EXERCISE REQUIREMENTS: Please restate, exactly as written, the lines running from the beginning of the material through the line that has "impl ValidatorLike for" in it.
Start of Block
//! Fixed-arity positional validation.

use std::sync::Arc;

use serde_json::Value;
use stillwater::Validation;

use crate::config::Config;
use crate::error::{failure, type_failure, ValidationErrors};
use crate::path::Context;
use crate::validator::traits::{ValidatorLike, ValueValidator};

/// A validator for arrays of exact length with one validator per position.
///
/// A length mismatch is reported as a single failure at the tuple's own
/// context; when the length matches, every slot is validated at its indexed
/// context and all failures are accumulated.
///
/// # Example
///
/// ```rust
/// use verdict::{boxed, Validator, ValidatorLike};
/// use serde_json::json;
///
/// let validator = Validator::tuple(vec![
///     boxed(Validator::string()),
///     boxed(Validator::number()),
/// ]);
///
/// assert!(validator.validate(&json!(["x", 1])).is_success());
///
/// let errors = validator.validate(&json!(["x"])).into_result().unwrap_err();
/// assert_eq!(errors.first().message, "Expected Tuple2, got Tuple1");
/// ```
pub struct TupleValidator {
    slots: Vec<Arc<dyn ValueValidator>>,
}

impl TupleValidator {
    /// Creates a new tuple validator from one validator per position.
    ///
    /// An empty slot list accepts exactly the empty array.
    pub fn new(slots: Vec<Box<dyn ValueValidator>>) -> Self {
        Self {
            slots: slots.into_iter().map(Arc::from).collect(),
        }
    }

    /// Returns the arity of this tuple.
    pub fn arity(&self) -> usize {
        self.slots.len()
    }
}

impl ValidatorLike for TupleValidator {
    type Output = Vec<Value>;

    fn validate_at(
        &self,
        value: Option<&Value>,
        config: &Config,
        context: &Context,
    ) -> Validation<Vec<Value>, ValidationErrors> {
        let items = match value {
            Some(Value::Array(items)) => items,
            other => return type_failure(other, context, "array"),
        };

        if items.len() != self.slots.len() {
            return failure(
                context,
                format!("Expected Tuple{}, got Tuple{}", self.slots.len(), items.len()),
            );
        }

        let mut errors = Vec::new();
        let mut output = Vec::with_capacity(items.len());
        for (index, (slot, item)) in self.slots.iter().zip(items).enumerate() {
            let slot_context = context.push_index(index);
            match slot.validate_value(Some(item), config, &slot_context) {
                Validation::Success(v) => output.push(v.unwrap_or(Value::Null)),
                Validation::Failure(e) => errors.extend(e.into_iter()),
            }
        }

        if errors.is_empty() {
            Validation::Success(output)
        } else {
            Validation::Failure(ValidationErrors::from_vec(errors))
        }
    }

    fn validate_value_at(
        &self,
        value: Option<&Value>,
        config: &Config,
        context: &Context,
    ) -> Validation<Option<Value>, ValidationErrors> {
        self.validate_at(value, config, context)
            .map(|output| Some(Value::Array(output)))
    }
}

#[cfg(test)]
mod tests {
    use super::*;
    use crate::validator::Validator;
    use crate::validator::{boxed, is};
    use serde_json::json;

    #[test]
    fn test_arity_mismatch_is_one_error() {
        let validator = TupleValidator::new(vec![
            boxed(Validator::string()),
            boxed(Validator::number()),
            boxed(Validator::boolean()),
        ]);

        let errors = validator
            .validate(&json!(["only", 1]))
            .into_result()
            .unwrap_err();
        assert_eq!(errors.len(), 1);
        assert_eq!(errors.first().message, "Expected Tuple3, got Tuple2");
        assert!(errors.first().context.is_root());
    }

    #[test]
    fn test_slot_errors_accumulate() {
        let validator = TupleValidator::new(vec![
            boxed(Validator::string()),
            boxed(Validator::number()),
        ]);

        let errors = validator.validate(&json!([1, "x"])).into_result().unwrap_err();
        assert_eq!(errors.len(), 2);
        let contexts: Vec<_> = errors.iter().map(|e| e.context.to_string()).collect();
        assert_eq!(contexts, vec!["root / 0", "root / 1"]);
    }

    #[test]
    fn test_empty_tuple_accepts_empty_array() {
        let validator = TupleValidator::new(vec![]);
        assert!(is(&json!([]), &validator));
        assert!(!is(&json!([1]), &validator));
    }
}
End of Block
RESULT BELOW:
//! Fixed-arity positional validation.

use std::sync::Arc;

use serde_json::Value;
use stillwater::Validation;

use crate::config::Config;
use crate::error::{failure, type_failure, ValidationErrors};
use crate::path::Context;
use crate::validator::traits::{ValidatorLike, ValueValidator};

/// A validator for arrays of exact length with one validator per position.
///
/// A length mismatch is reported as a single failure at the tuple's own
/// context; when the length matches, every slot is validated at its indexed
/// context and all failures are accumulated.
///
/// # Example
///
/// ```rust
/// use verdict::{boxed, Validator, ValidatorLike};
/// use serde_json::json;
///
/// let validator = Validator::tuple(vec![
///     boxed(Validator::string()),
///     boxed(Validator::number()),
/// ]);
///
/// assert!(validator.validate(&json!(["x", 1])).is_success());
///
/// let errors = validator.validate(&json!(["x"])).into_result().unwrap_err();
/// assert_eq!(errors.first().message, "Expected Tuple2, got Tuple1");
/// ```
pub struct TupleValidator {
    slots: Vec<Arc<dyn ValueValidator>>,
}

impl TupleValidator {
    /// Creates a new tuple validator from one validator per position.
    ///
    /// An empty slot list accepts exactly the empty array.
    pub fn new(slots: Vec<Box<dyn ValueValidator>>) -> Self {
        Self {
            slots: slots.into_iter().map(Arc::from).collect(),
        }
    }

    /// Returns the arity of this tuple.
    pub fn arity(&self) -> usize {
        self.slots.len()
    }
}

impl ValidatorLike for TupleValidator {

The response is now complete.